### Problem requirements
Using the records below, locate all lines containing "StaticStatusClient" and return them.

[Stored data entries]
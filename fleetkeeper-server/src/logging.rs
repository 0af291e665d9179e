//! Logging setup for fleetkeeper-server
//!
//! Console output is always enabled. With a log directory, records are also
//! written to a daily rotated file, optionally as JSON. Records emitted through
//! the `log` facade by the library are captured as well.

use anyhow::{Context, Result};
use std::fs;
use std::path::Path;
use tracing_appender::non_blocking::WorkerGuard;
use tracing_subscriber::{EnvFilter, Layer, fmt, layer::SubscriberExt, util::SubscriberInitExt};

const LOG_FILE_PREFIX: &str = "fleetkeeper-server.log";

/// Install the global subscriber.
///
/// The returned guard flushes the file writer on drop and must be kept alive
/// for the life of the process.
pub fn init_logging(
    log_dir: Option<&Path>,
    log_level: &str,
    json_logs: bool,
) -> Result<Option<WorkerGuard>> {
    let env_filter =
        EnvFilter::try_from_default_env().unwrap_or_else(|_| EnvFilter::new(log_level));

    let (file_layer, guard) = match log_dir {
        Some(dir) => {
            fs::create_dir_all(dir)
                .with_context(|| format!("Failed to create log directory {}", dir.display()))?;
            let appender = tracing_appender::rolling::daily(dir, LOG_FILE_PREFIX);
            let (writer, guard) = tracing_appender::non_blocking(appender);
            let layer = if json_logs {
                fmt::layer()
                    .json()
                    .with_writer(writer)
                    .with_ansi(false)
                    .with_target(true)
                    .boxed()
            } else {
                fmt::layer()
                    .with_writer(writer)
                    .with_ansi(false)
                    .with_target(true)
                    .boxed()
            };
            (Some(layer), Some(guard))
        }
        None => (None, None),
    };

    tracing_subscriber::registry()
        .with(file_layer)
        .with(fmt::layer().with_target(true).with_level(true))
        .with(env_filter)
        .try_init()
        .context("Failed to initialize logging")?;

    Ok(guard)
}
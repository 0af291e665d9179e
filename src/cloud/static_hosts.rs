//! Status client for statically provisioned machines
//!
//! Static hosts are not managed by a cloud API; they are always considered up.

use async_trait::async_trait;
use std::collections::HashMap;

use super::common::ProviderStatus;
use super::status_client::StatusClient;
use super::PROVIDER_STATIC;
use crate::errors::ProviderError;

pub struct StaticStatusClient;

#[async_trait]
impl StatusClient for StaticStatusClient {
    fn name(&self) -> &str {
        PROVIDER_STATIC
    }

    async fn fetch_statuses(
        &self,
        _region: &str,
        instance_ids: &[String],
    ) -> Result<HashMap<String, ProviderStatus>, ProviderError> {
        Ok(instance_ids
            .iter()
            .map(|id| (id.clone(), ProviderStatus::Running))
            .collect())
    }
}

==

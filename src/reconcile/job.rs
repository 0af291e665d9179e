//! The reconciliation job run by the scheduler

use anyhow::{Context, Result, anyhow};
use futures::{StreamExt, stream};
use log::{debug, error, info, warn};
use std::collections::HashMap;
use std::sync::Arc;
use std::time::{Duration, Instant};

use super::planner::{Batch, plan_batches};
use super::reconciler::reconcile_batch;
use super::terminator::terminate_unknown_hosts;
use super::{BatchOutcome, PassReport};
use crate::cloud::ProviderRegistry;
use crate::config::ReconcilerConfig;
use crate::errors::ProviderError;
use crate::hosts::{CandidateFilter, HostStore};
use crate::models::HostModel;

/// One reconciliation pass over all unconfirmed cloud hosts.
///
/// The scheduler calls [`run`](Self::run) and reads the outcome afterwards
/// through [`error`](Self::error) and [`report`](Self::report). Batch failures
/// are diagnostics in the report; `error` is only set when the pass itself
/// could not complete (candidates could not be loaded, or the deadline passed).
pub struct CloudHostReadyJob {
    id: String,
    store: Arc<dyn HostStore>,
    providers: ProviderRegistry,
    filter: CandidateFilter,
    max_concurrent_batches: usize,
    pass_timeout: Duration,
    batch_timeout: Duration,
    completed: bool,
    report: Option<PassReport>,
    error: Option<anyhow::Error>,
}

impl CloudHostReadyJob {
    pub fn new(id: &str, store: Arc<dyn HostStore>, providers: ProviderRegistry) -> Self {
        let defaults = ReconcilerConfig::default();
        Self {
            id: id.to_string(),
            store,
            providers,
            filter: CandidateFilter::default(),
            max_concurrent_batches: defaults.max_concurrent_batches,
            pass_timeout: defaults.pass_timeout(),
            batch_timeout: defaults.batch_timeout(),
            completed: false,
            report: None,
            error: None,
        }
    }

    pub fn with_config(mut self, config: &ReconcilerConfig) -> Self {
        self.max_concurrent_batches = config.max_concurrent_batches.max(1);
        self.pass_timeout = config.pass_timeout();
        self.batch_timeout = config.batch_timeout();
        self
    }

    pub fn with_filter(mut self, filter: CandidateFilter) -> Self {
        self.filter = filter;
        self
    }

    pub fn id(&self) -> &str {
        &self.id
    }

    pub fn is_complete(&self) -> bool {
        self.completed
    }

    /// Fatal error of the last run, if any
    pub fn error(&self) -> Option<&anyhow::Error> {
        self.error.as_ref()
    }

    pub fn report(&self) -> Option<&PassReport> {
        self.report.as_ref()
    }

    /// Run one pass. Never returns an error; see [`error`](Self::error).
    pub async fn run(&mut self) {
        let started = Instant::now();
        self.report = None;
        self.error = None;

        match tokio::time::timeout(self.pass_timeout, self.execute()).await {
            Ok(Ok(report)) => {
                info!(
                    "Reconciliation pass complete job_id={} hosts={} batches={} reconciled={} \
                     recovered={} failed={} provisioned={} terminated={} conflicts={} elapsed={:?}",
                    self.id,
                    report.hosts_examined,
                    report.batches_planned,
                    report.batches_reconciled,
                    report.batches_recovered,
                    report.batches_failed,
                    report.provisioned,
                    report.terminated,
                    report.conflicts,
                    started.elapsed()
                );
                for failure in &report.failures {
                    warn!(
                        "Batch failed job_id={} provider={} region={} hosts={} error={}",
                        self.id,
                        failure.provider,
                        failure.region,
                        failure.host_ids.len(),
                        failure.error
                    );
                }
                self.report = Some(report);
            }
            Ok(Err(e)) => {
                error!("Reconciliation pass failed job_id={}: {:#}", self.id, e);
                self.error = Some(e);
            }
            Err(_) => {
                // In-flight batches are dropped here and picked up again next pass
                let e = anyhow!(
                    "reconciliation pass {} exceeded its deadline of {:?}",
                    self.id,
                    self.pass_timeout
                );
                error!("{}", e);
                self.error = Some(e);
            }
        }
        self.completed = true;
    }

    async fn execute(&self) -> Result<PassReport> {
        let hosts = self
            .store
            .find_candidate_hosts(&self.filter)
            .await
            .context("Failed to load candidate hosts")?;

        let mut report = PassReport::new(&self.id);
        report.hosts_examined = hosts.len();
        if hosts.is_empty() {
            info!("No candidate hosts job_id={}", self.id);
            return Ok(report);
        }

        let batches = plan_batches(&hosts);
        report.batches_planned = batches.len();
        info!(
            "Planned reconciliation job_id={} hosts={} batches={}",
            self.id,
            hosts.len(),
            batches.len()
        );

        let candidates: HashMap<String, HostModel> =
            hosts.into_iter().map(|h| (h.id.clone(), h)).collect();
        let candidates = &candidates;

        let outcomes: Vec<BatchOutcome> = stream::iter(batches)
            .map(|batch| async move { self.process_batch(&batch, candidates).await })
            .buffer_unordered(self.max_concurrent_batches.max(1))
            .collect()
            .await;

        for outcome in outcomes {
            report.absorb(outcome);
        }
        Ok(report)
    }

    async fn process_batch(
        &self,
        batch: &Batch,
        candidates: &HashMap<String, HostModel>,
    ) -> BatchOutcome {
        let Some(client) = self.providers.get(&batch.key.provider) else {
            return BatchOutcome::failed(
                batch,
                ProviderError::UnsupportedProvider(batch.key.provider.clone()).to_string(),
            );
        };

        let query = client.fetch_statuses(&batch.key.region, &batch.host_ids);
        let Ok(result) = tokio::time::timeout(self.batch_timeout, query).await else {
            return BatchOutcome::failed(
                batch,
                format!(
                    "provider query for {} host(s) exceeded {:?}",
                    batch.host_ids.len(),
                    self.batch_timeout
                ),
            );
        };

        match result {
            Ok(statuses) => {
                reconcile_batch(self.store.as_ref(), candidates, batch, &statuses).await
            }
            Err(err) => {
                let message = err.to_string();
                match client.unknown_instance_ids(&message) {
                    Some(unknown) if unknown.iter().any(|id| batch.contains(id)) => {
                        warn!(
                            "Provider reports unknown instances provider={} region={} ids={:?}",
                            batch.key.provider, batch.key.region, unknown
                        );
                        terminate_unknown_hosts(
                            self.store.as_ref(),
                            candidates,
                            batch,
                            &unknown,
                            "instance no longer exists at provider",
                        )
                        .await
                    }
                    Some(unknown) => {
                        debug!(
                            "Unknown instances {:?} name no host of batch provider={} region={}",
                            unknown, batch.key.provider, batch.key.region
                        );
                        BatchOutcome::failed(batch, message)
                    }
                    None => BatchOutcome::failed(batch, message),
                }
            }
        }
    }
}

### Response for this exercise
pub struct StaticStatusClient;
impl StatusClient for StaticStatusClient {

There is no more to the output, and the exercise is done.